//! Retry policies for options fetches.

use std::time::Duration;

use fitment_core::FetchError;

/// Backoff strategy between retry attempts.
#[derive(Debug, Clone, PartialEq, Eq)]
pub enum BackoffStrategy {
    /// No delay between retries.
    None,
    /// Fixed delay between retries.
    Fixed(Duration),
    /// Exponential backoff with base and max.
    Exponential {
        /// Initial delay.
        base: Duration,
        /// Maximum delay.
        max: Duration,
    },
}

impl BackoffStrategy {
    /// Calculate delay for a given attempt number (0-indexed).
    pub fn delay_for_attempt(&self, attempt: u32) -> Duration {
        match self {
            Self::None => Duration::ZERO,
            Self::Fixed(d) => *d,
            Self::Exponential { base, max } => {
                let multiplier = 2u32.saturating_pow(attempt);
                std::cmp::min(base.saturating_mul(multiplier), *max)
            }
        }
    }
}

impl Default for BackoffStrategy {
    fn default() -> Self {
        Self::Exponential {
            base: Duration::from_millis(50),
            max: Duration::from_millis(500),
        }
    }
}

/// Fetch failures that trigger a retry.
#[derive(Debug, Clone, Copy, PartialEq, Eq)]
pub enum RetryCondition {
    /// The attempt timed out.
    Timeout,
    /// Network or backend failure.
    Transport,
    /// Undecodable response.
    Decode,
}

impl RetryCondition {
    pub fn matches(&self, error: &FetchError) -> bool {
        matches!(
            (self, error),
            (Self::Timeout, FetchError::Timeout(_))
                | (Self::Transport, FetchError::Transport(_))
                | (Self::Decode, FetchError::Decode(_))
        )
    }
}

/// Retry policy configuration.
#[derive(Debug, Clone, PartialEq, Eq)]
pub struct RetryPolicy {
    /// Maximum number of retries after the first attempt.
    pub max_attempts: u32,
    pub backoff: BackoffStrategy,
    /// Conditions that trigger retry.
    pub retry_on: Vec<RetryCondition>,
}

impl RetryPolicy {
    /// Retry timeouts and transport failures up to `max_attempts` times.
    pub fn new(max_attempts: u32) -> Self {
        Self {
            max_attempts,
            backoff: BackoffStrategy::default(),
            retry_on: vec![RetryCondition::Timeout, RetryCondition::Transport],
        }
    }

    /// Create a policy with no retries.
    pub fn none() -> Self {
        Self {
            max_attempts: 0,
            backoff: BackoffStrategy::None,
            retry_on: Vec::new(),
        }
    }

    pub fn with_backoff(mut self, strategy: BackoffStrategy) -> Self {
        self.backoff = strategy;
        self
    }

    pub fn with_conditions(mut self, conditions: Vec<RetryCondition>) -> Self {
        self.retry_on = conditions;
        self
    }

    /// Whether `error` on retry number `attempt` (0 = first try) should be retried.
    pub fn should_retry(&self, error: &FetchError, attempt: u32) -> bool {
        if attempt >= self.max_attempts {
            return false;
        }
        self.retry_on.iter().any(|c| c.matches(error))
    }
}

impl Default for RetryPolicy {
    fn default() -> Self {
        Self::new(1)
    }
}
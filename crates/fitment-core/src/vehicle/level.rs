//! Selection levels.

use serde::{Deserialize, Serialize};
use std::fmt;
use std::str::FromStr;

/// One step of the vehicle cascade.
///
/// Levels are totally ordered: `Brand < Model < Year < Engine`.
#[derive(Debug, Clone, Copy, PartialEq, Eq, PartialOrd, Ord, Hash, Serialize, Deserialize)]
#[serde(rename_all = "lowercase")]
pub enum Level {
    /// Vehicle make.
    Brand,
    /// Model of the make.
    Model,
    /// Model year.
    Year,
    /// Engine variant.
    Engine,
}

impl Level {
    /// All levels, shallowest first.
    pub const ALL: [Level; 4] = [Level::Brand, Level::Model, Level::Year, Level::Engine];

    /// Number of levels in the cascade.
    pub const COUNT: usize = 4;

    /// Zero-based depth of this level.
    pub fn index(self) -> usize {
        match self {
            Level::Brand => 0,
            Level::Model => 1,
            Level::Year => 2,
            Level::Engine => 3,
        }
    }

    pub fn from_index(index: usize) -> Option<Self> {
        Self::ALL.get(index).copied()
    }

    /// The level below this one, if any.
    pub fn next(self) -> Option<Self> {
        Self::from_index(self.index() + 1)
    }

    /// The level above this one, if any.
    pub fn parent(self) -> Option<Self> {
        self.index().checked_sub(1).and_then(Self::from_index)
    }

    /// Levels strictly deeper than this one.
    pub fn deeper(self) -> impl Iterator<Item = Level> {
        Self::ALL.into_iter().skip(self.index() + 1)
    }

    pub fn as_str(&self) -> &'static str {
        match self {
            Level::Brand => "brand",
            Level::Model => "model",
            Level::Year => "year",
            Level::Engine => "engine",
        }
    }

    pub fn display_name(&self) -> &'static str {
        match self {
            Level::Brand => "Brand",
            Level::Model => "Model",
            Level::Year => "Year",
            Level::Engine => "Engine",
        }
    }
}

impl fmt::Display for Level {
    fn fmt(&self, f: &mut fmt::Formatter<'_>) -> fmt::Result {
        write!(f, "{}", self.as_str())
    }
}

impl FromStr for Level {
    type Err = String;

    fn from_str(s: &str) -> Result<Self, Self::Err> {
        match s.trim().to_lowercase().as_str() {
            "brand" | "make" => Ok(Level::Brand),
            "model" => Ok(Level::Model),
            "year" => Ok(Level::Year),
            "engine" => Ok(Level::Engine),
            other => Err(format!("unknown level: {}", other)),
        }
    }
}
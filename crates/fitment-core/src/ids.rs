//! Newtype IDs for type-safe identifiers.
//!
//! Keeps vehicle option ids, part ids and session ids from being mixed up,
//! e.g., passing a PartId where an OptionId is expected.

use serde::{Deserialize, Serialize};
use std::fmt;

/// Macro to generate newtype ID structs.
macro_rules! define_id {
    ($name:ident) => {
        /// A unique identifier.
        #[derive(Debug, Clone, PartialEq, Eq, PartialOrd, Ord, Hash, Serialize, Deserialize)]
        #[serde(transparent)]
        pub struct $name(String);

        impl $name {
            /// Create a new ID from a string.
            pub fn new(id: impl Into<String>) -> Self {
                Self(id.into())
            }

            /// Generate a new unique ID.
            pub fn generate() -> Self {
                Self(generate_id())
            }

            /// Get the ID as a string slice.
            pub fn as_str(&self) -> &str {
                &self.0
            }

            /// Consume and return the inner string.
            pub fn into_inner(self) -> String {
                self.0
            }
        }

        impl fmt::Display for $name {
            fn fmt(&self, f: &mut fmt::Formatter<'_>) -> fmt::Result {
                write!(f, "{}", self.0)
            }
        }

        impl From<String> for $name {
            fn from(s: String) -> Self {
                Self(s)
            }
        }

        impl From<&str> for $name {
            fn from(s: &str) -> Self {
                Self(s.to_string())
            }
        }

        impl AsRef<str> for $name {
            fn as_ref(&self) -> &str {
                &self.0
            }
        }
    };
}

define_id!(OptionId);
define_id!(PartId);
define_id!(SessionId);

/// Generate a unique ID from the clock and a process-wide counter.
fn generate_id() -> String {
    use std::sync::atomic::{AtomicU64, Ordering};
    use std::time::{SystemTime, UNIX_EPOCH};

    static COUNTER: AtomicU64 = AtomicU64::new(0);

    let timestamp = SystemTime::now()
        .duration_since(UNIX_EPOCH)
        .map(|d| d.as_nanos() as u64)
        .unwrap_or(0);
    let counter = COUNTER.fetch_add(1, Ordering::SeqCst);

    format!("{:x}-{:x}", timestamp, counter)
}
//! CLI execution context.

use std::path::{Path, PathBuf};
use std::time::Duration;

use anyhow::{bail, Context as _, Result};
use fitment_core::catalog::CatalogItem;
use fitment_core::SessionId;
use fitment_data::{read_catalog, PolicyProvider, StaticOptionsProvider, VehicleTree};
use fitment_observability::{LogLevel, StructuredLogger};

use crate::config::{FitmentConfig, CONFIG_NAMES};
use crate::output::Output;

/// Execution context for CLI commands.
pub struct Context {
    pub config: FitmentConfig,
    /// File the config came from, if any.
    pub config_path: Option<PathBuf>,
    pub output: Output,
    /// Working directory.
    pub cwd: PathBuf,
}

impl Context {
    /// Load context from config file.
    pub fn load(config_path: Option<&str>, output: Output) -> Result<Self> {
        let cwd = std::env::current_dir().context("Failed to get current directory")?;

        let (config, config_path) = match config_path {
            Some(path) => (FitmentConfig::load(path)?, Some(cwd.join(path))),
            // Try to find config in current directory or parent directories
            None => match Self::find_config(&cwd) {
                Some((config, path)) => (config, Some(path)),
                None => (FitmentConfig::default(), None),
            },
        };

        Ok(Self {
            config,
            config_path,
            output,
            cwd,
        })
    }

    /// Find config file in directory tree.
    fn find_config(start: &Path) -> Option<(FitmentConfig, PathBuf)> {
        let mut current = start.to_path_buf();
        loop {
            for name in &CONFIG_NAMES {
                let config_path = current.join(name);
                if config_path.exists() {
                    if let Ok(config) = FitmentConfig::load(config_path.to_str()?) {
                        return Some((config, config_path));
                    }
                }
            }

            if !current.pop() {
                break;
            }
        }

        None
    }

    /// Directory that relative data paths resolve against.
    pub fn base_dir(&self) -> PathBuf {
        self.config_path
            .as_deref()
            .and_then(Path::parent)
            .map(Path::to_path_buf)
            .unwrap_or_else(|| self.cwd.clone())
    }

    /// Resolve a configured path relative to the config file.
    pub fn resolve_path(&self, path: &str) -> PathBuf {
        if Path::new(path).is_absolute() {
            PathBuf::from(path)
        } else {
            self.base_dir().join(path)
        }
    }

    /// Vehicle tree path: the flag wins over `[data] vehicles`.
    pub fn vehicles_path(&self, flag: Option<&str>) -> Option<PathBuf> {
        match flag {
            Some(path) => Some(self.cwd.join(path)),
            None => self.config.data.vehicles.as_deref().map(|p| self.resolve_path(p)),
        }
    }

    /// Catalog path: the flag wins over `[data] catalog`.
    pub fn catalog_path(&self, flag: Option<&str>) -> Option<PathBuf> {
        match flag {
            Some(path) => Some(self.cwd.join(path)),
            None => self.config.data.catalog.as_deref().map(|p| self.resolve_path(p)),
        }
    }

    pub fn load_tree(&self, flag: Option<&str>) -> Result<VehicleTree> {
        let Some(path) = self.vehicles_path(flag) else {
            bail!("No vehicle tree configured. Set [data] vehicles or pass --vehicles.");
        };
        self.output.debug(&format!("Loading vehicles from {}", path.display()));
        VehicleTree::from_path(&path)
            .with_context(|| format!("Failed to load vehicle tree: {}", path.display()))
    }

    pub fn load_catalog(&self, flag: Option<&str>) -> Result<Vec<CatalogItem>> {
        let Some(path) = self.catalog_path(flag) else {
            bail!("No catalog configured. Set [data] catalog or pass --catalog.");
        };
        self.output.debug(&format!("Loading catalog from {}", path.display()));
        read_catalog(&path).with_context(|| format!("Failed to load catalog: {}", path.display()))
    }

    /// Options provider over `tree` with the configured latency and fetch policies.
    pub fn provider(&self, tree: VehicleTree) -> Result<PolicyProvider<StaticOptionsProvider>> {
        let policies = self.config.fetch.policies()?;
        let inner = StaticOptionsProvider::new(tree)
            .with_latency(Duration::from_millis(self.config.data.latency_ms));
        Ok(PolicyProvider::new(inner).with_policies(policies))
    }

    /// `[log] level`, lowered to debug in verbose mode.
    fn log_level(&self) -> LogLevel {
        if self.output.is_verbose() {
            self.config.log.level.min(LogLevel::Debug)
        } else {
            self.config.log.level
        }
    }

    /// Filter directive for `tracing` events from the engine crates.
    pub fn tracing_filter(&self) -> String {
        let level = self.log_level().to_string().to_lowercase();
        format!("fitment_core={level},fitment_data={level}")
    }

    /// Install the stderr `tracing` subscriber; `RUST_LOG` wins when set.
    pub fn init_tracing(&self) {
        let filter = tracing_subscriber::EnvFilter::try_from_default_env()
            .unwrap_or_else(|_| tracing_subscriber::EnvFilter::new(self.tracing_filter()));
        let _ = tracing_subscriber::fmt()
            .with_env_filter(filter)
            .with_writer(std::io::stderr)
            .with_target(false)
            .try_init();
    }

    /// Session logger; verbose mode lowers the level to debug.
    pub fn logger(&self, session_id: SessionId) -> StructuredLogger {
        let log = &self.config.log;
        let level = self.log_level();
        StructuredLogger::new(session_id)
            .with_channel(log.channel.clone())
            .with_min_level(level)
            .with_format(log.format)
    }
}

#[cfg(test)]
mod tests {
    use super::*;

    fn context(verbose: bool, level: LogLevel) -> Context {
        let mut config = FitmentConfig::default();
        config.log.level = level;
        Context {
            config,
            config_path: None,
            output: Output::new(verbose, false),
            cwd: PathBuf::from("/tmp"),
        }
    }

    #[test]
    fn test_tracing_filter_follows_log_level() {
        assert_eq!(
            context(false, LogLevel::Warn).tracing_filter(),
            "fitment_core=warn,fitment_data=warn"
        );
        assert_eq!(
            context(false, LogLevel::Trace).tracing_filter(),
            "fitment_core=trace,fitment_data=trace"
        );
    }

    #[test]
    fn test_verbose_lowers_tracing_to_debug() {
        assert_eq!(
            context(true, LogLevel::Warn).tracing_filter(),
            "fitment_core=debug,fitment_data=debug"
        );
        // Already below debug: verbose keeps it.
        assert_eq!(
            context(true, LogLevel::Trace).tracing_filter(),
            "fitment_core=trace,fitment_data=trace"
        );
    }

    #[test]
    fn test_relative_paths_resolve_against_config_dir() {
        let mut ctx = context(false, LogLevel::Warn);
        ctx.config_path = Some(PathBuf::from("/srv/shop/fitment.toml"));
        assert_eq!(ctx.resolve_path("vehicles.json"), PathBuf::from("/srv/shop/vehicles.json"));
        assert_eq!(ctx.vehicles_path(Some("v.json")), Some(PathBuf::from("/tmp/v.json")));
    }
}
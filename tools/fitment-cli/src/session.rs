//! A selector session wired to the configured provider and observers.

use std::sync::Arc;

use anyhow::{anyhow, bail, Result};
use fitment_core::selector::{LevelStatus, PendingFetch, Resolution, Selector};
use fitment_core::vehicle::{Level, VehicleSelection};
use fitment_core::SessionId;
use fitment_data::{PolicyProvider, StaticOptionsProvider};
use fitment_observability::{LoggingObserver, MetricsObserver, SelectorMetrics};

use crate::context::Context;
use crate::output::Output;

pub type CliProvider = PolicyProvider<StaticOptionsProvider>;

/// One browsing session.
pub struct Session {
    pub selector: Selector<CliProvider>,
    metrics: Arc<MetricsObserver>,
    output: Output,
}

impl Session {
    /// Open a session over the configured vehicle tree and load the brands.
    pub async fn open(ctx: &Context, vehicles: Option<&str>) -> Result<Self> {
        let tree = ctx.load_tree(vehicles)?;
        let provider = ctx.provider(tree)?;

        let session_id = SessionId::generate();
        let metrics = Arc::new(MetricsObserver::new(&session_id));
        let logging = Arc::new(LoggingObserver::new(ctx.logger(session_id.clone())));
        ctx.output.debug(&format!("Session {}", session_id));

        let selector = Selector::new(Arc::new(provider))
            .with_observer(logging)
            .with_observer(metrics.clone());

        let mut session = Self {
            selector,
            metrics,
            output: ctx.output.clone(),
        };
        let pending = session.selector.start()?;
        session.wait(pending).await;
        Ok(session)
    }

    /// Await a fetch behind a spinner and apply it.
    pub async fn wait(&mut self, pending: PendingFetch) -> Resolution {
        let level = pending.ticket().level;
        let spinner = self
            .output
            .spinner(&format!("Loading {} options...", level.display_name()));
        let resolved = pending.await;
        spinner.finish_and_clear();
        self.selector.apply(resolved)
    }

    /// Choose `name` at `level`, waiting for the next level's options.
    ///
    /// Fails when the name is not among the loaded options or the next
    /// level cannot be loaded.
    pub async fn choose(&mut self, level: Level, name: &str) -> Result<()> {
        self.ensure_loaded(level)?;
        let pending = self.selector.select_named(level, name).map_err(|e| {
            let known: Vec<&str> = self
                .selector
                .options_for(level)
                .iter()
                .map(|o| o.display_label.as_str())
                .collect();
            anyhow!("{} (known: {})", e, known.join(", "))
        })?;

        if let Some(pending) = pending {
            if let Resolution::Failed { level, reason } = self.wait(pending).await {
                bail!("Failed to load {} options: {}", level.display_name(), reason);
            }
        }
        Ok(())
    }

    /// Walk the cascade with one name per level, Brand first.
    pub async fn choose_path<S: AsRef<str>>(&mut self, names: &[S]) -> Result<VehicleSelection> {
        for (level, name) in Level::ALL.into_iter().zip(names) {
            self.choose(level, name.as_ref()).await?;
        }
        Ok(self.selector.current_selection())
    }

    fn ensure_loaded(&self, level: Level) -> Result<()> {
        match self.selector.status_for(level) {
            LevelStatus::Error(reason) => {
                bail!("{} options unavailable: {}", level.display_name(), reason)
            }
            status if self.selector.options_for(level).is_empty() => {
                bail!("No {} options ({})", level.display_name(), status.as_str())
            }
            _ => Ok(()),
        }
    }

    pub fn metrics(&self) -> SelectorMetrics {
        self.metrics.snapshot()
    }
}
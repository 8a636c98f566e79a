//! Catalog file loading.

use std::path::Path;

use fitment_core::catalog::CatalogItem;
use serde::Deserialize;

use crate::error::DataError;

/// Either a bare array of items or `{ "items": [...] }`.
#[derive(Deserialize)]
#[serde(untagged)]
enum CatalogDocument {
    Items(Vec<CatalogItem>),
    Wrapped { items: Vec<CatalogItem> },
}

pub fn parse_catalog(json: &str) -> Result<Vec<CatalogItem>, DataError> {
    let doc: CatalogDocument = serde_json::from_str(json)?;
    Ok(match doc {
        CatalogDocument::Items(items) | CatalogDocument::Wrapped { items } => items,
    })
}

/// Read a catalog file. Items with unreadable compatibility data are kept.
pub fn read_catalog(path: impl AsRef<Path>) -> Result<Vec<CatalogItem>, DataError> {
    let path = path.as_ref();
    let json = std::fs::read_to_string(path).map_err(|e| DataError::io(path, e))?;
    let items = parse_catalog(&json)?;
    tracing::debug!(path = %path.display(), items = items.len(), "catalog loaded");
    Ok(items)
}

#[cfg(test)]
mod tests {
    use super::*;
    use fitment_core::catalog::Fitment;
    use fitment_core::compat::FitmentData;

    #[test]
    fn test_parse_array_and_wrapped() {
        let array = r#"[{"id": "p1", "sku": "A", "name": "Pads"}]"#;
        let wrapped = r#"{"items": [{"id": "p1", "sku": "A", "name": "Pads"}]}"#;
        assert_eq!(parse_catalog(array).unwrap(), parse_catalog(wrapped).unwrap());
    }

    #[test]
    fn test_bad_descriptor_keeps_item() {
        let json = r#"[
            {"id": "p1", "sku": "A", "name": "Pads", "compatibility": {"makes": "BMW"}},
            {"id": "p2", "sku": "B", "name": "Disc", "compatibility": {"makes": ["BMW"]}}
        ]"#;
        let items = parse_catalog(json).unwrap();
        assert_eq!(items.len(), 2);
        assert!(matches!(items[0].fitment(), FitmentData::Unreadable(_)));
        assert!(matches!(items[1].fitment(), FitmentData::Descriptor(_)));
    }

    #[test]
    fn test_missing_file() {
        let err = read_catalog("/nonexistent/catalog.json").unwrap_err();
        assert!(matches!(err, DataError::Io { .. }));
    }
}
//! In-memory vehicle tree.

use std::collections::{HashMap, HashSet};
use std::path::Path;

use fitment_core::vehicle::{Level, VehicleOption};
use fitment_core::OptionId;
use serde::{Deserialize, Serialize};

use crate::error::DataError;

/// Vehicle tree document, nested Brand → Model → Year → Engine.
///
/// ```json
/// { "brands": [ { "id": "bmw", "name": "BMW", "models": [
///     { "id": "bmw-3", "name": "3 Series", "years": [
///         { "year": 2015, "engines": [ { "id": "bmw-3-320d", "name": "320d" } ] } ] } ] } ] }
/// ```
#[derive(Debug, Clone, Default, Serialize, Deserialize)]
pub struct TreeDocument {
    #[serde(default)]
    pub brands: Vec<BrandNode>,
}

#[derive(Debug, Clone, Serialize, Deserialize)]
pub struct BrandNode {
    pub id: String,
    pub name: String,
    #[serde(default)]
    pub models: Vec<ModelNode>,
}

#[derive(Debug, Clone, Serialize, Deserialize)]
pub struct ModelNode {
    pub id: String,
    pub name: String,
    #[serde(default)]
    pub years: Vec<YearNode>,
}

#[derive(Debug, Clone, Serialize, Deserialize)]
pub struct YearNode {
    pub year: i32,
    #[serde(default)]
    pub engines: Vec<EngineNode>,
}

#[derive(Debug, Clone, Serialize, Deserialize)]
pub struct EngineNode {
    pub id: String,
    pub name: String,
}

/// Indexed vehicle options, keyed by parent.
///
/// Year options get the id `"{model_id}:{year}"` and the year as label.
#[derive(Debug, Clone, Default)]
pub struct VehicleTree {
    roots: Vec<VehicleOption>,
    children: HashMap<OptionId, Vec<VehicleOption>>,
    levels: HashMap<OptionId, Level>,
}

impl VehicleTree {
    /// Build a tree from a parsed document, checking ids.
    pub fn from_document(doc: TreeDocument) -> Result<Self, DataError> {
        let mut builder = TreeBuilder::default();

        for brand in doc.brands {
            let brand_id = builder.add(Level::Brand, None, &brand.id, &brand.name)?;
            for model in brand.models {
                let model_id = builder.add(Level::Model, Some(&brand_id), &model.id, &model.name)?;
                for year in model.years {
                    let id = format!("{}:{}", model_id, year.year);
                    let year_id =
                        builder.add(Level::Year, Some(&model_id), &id, &year.year.to_string())?;
                    for engine in year.engines {
                        builder.add(Level::Engine, Some(&year_id), &engine.id, &engine.name)?;
                    }
                }
            }
        }

        Ok(builder.tree)
    }

    pub fn from_json(json: &str) -> Result<Self, DataError> {
        let doc: TreeDocument = serde_json::from_str(json)?;
        Self::from_document(doc)
    }

    /// Read and parse a tree file.
    pub fn from_path(path: impl AsRef<Path>) -> Result<Self, DataError> {
        let path = path.as_ref();
        let json = std::fs::read_to_string(path).map_err(|e| DataError::io(path, e))?;
        Self::from_json(&json)
    }

    /// Options at `level` below `parent`.
    ///
    /// `None` when the parent is unknown or sits at the wrong level.
    pub fn children(&self, level: Level, parent: Option<&OptionId>) -> Option<&[VehicleOption]> {
        match (level.parent(), parent) {
            (None, None) => Some(self.roots.as_slice()),
            (Some(expected), Some(parent)) => {
                if self.levels.get(parent) != Some(&expected) {
                    return None;
                }
                Some(self.children.get(parent).map_or(&[][..], Vec::as_slice))
            }
            _ => None,
        }
    }

    pub fn brands(&self) -> &[VehicleOption] {
        &self.roots
    }

    /// Level of a known option id.
    pub fn level_of(&self, id: &OptionId) -> Option<Level> {
        self.levels.get(id).copied()
    }

    /// Number of options at every level.
    pub fn len(&self) -> usize {
        self.levels.len()
    }

    pub fn is_empty(&self) -> bool {
        self.levels.is_empty()
    }
}

#[derive(Default)]
struct TreeBuilder {
    tree: VehicleTree,
    seen: HashSet<OptionId>,
}

impl TreeBuilder {
    fn add(
        &mut self,
        level: Level,
        parent: Option<&OptionId>,
        id: &str,
        label: &str,
    ) -> Result<OptionId, DataError> {
        if id.trim().is_empty() || label.trim().is_empty() {
            return Err(DataError::InvalidTree(format!(
                "{} under {} has a blank id or name",
                level,
                parent.map_or("root", OptionId::as_str)
            )));
        }
        let option = match parent {
            None => VehicleOption::root(id, label),
            Some(p) => VehicleOption::child(p, id, label),
        };
        if !self.seen.insert(option.id.clone()) {
            return Err(DataError::InvalidTree(format!("duplicate id: {}", option.id)));
        }

        let id = option.id.clone();
        self.tree.levels.insert(id.clone(), level);
        match parent {
            None => self.tree.roots.push(option),
            Some(p) => self.tree.children.entry(p.clone()).or_default().push(option),
        }
        Ok(id)
    }
}

#[cfg(test)]
pub(crate) const SAMPLE_TREE: &str = r#"{
    "brands": [
        { "id": "bmw", "name": "BMW", "models": [
            { "id": "bmw-3", "name": "3 Series", "years": [
                { "year": 2015, "engines": [
                    { "id": "bmw-3-2015-320d", "name": "320d" },
                    { "id": "bmw-3-2015-330i", "name": "330i" }
                ] },
                { "year": 2016 }
            ] }
        ] },
        { "id": "audi", "name": "Audi" }
    ]
}"#;

#[cfg(test)]
mod tests {
    use super::*;

    #[test]
    fn test_tree_levels() {
        let tree = VehicleTree::from_json(SAMPLE_TREE).unwrap();
        assert_eq!(tree.brands().len(), 2);
        assert_eq!(tree.len(), 7);

        let models = tree.children(Level::Model, Some(&"bmw".into())).unwrap();
        assert_eq!(models[0].display_label, "3 Series");
        assert_eq!(models[0].parent_id, Some(OptionId::new("bmw")));

        let years = tree.children(Level::Year, Some(&"bmw-3".into())).unwrap();
        assert_eq!(years[0].id.as_str(), "bmw-3:2015");
        assert_eq!(years[0].as_year(), Some(2015));

        let engines = tree.children(Level::Engine, Some(&years[0].id)).unwrap();
        assert_eq!(engines.len(), 2);
    }

    #[test]
    fn test_leaf_without_children_is_empty() {
        let tree = VehicleTree::from_json(SAMPLE_TREE).unwrap();
        assert_eq!(tree.children(Level::Model, Some(&"audi".into())), Some(&[][..]));
    }

    #[test]
    fn test_wrong_level_or_unknown_parent() {
        let tree = VehicleTree::from_json(SAMPLE_TREE).unwrap();
        assert!(tree.children(Level::Year, Some(&"bmw".into())).is_none());
        assert!(tree.children(Level::Model, Some(&"tesla".into())).is_none());
        assert!(tree.children(Level::Model, None).is_none());
        assert!(tree.children(Level::Brand, Some(&"bmw".into())).is_none());
    }

    #[test]
    fn test_duplicate_id_rejected() {
        let json = r#"{"brands": [{"id": "bmw", "name": "BMW"}, {"id": "bmw", "name": "BMW again"}]}"#;
        let err = VehicleTree::from_json(json).unwrap_err();
        assert!(matches!(err, DataError::InvalidTree(msg) if msg.contains("duplicate")));
    }

    #[test]
    fn test_blank_name_rejected() {
        let json = r#"{"brands": [{"id": "bmw", "name": " "}]}"#;
        assert!(matches!(
            VehicleTree::from_json(json),
            Err(DataError::InvalidTree(_))
        ));
    }

    #[test]
    fn test_bad_json() {
        assert!(matches!(
            VehicleTree::from_json("{"),
            Err(DataError::Json(_))
        ));
    }
}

Work instruction. Read the data above. Pull out each line in which the string "anyhow" appears.

Task solution.
use anyhow::{bail, Context as _, Result};
use anyhow::{anyhow, bail, Result};
            anyhow!("{} (known: {})", e, known.join(", "))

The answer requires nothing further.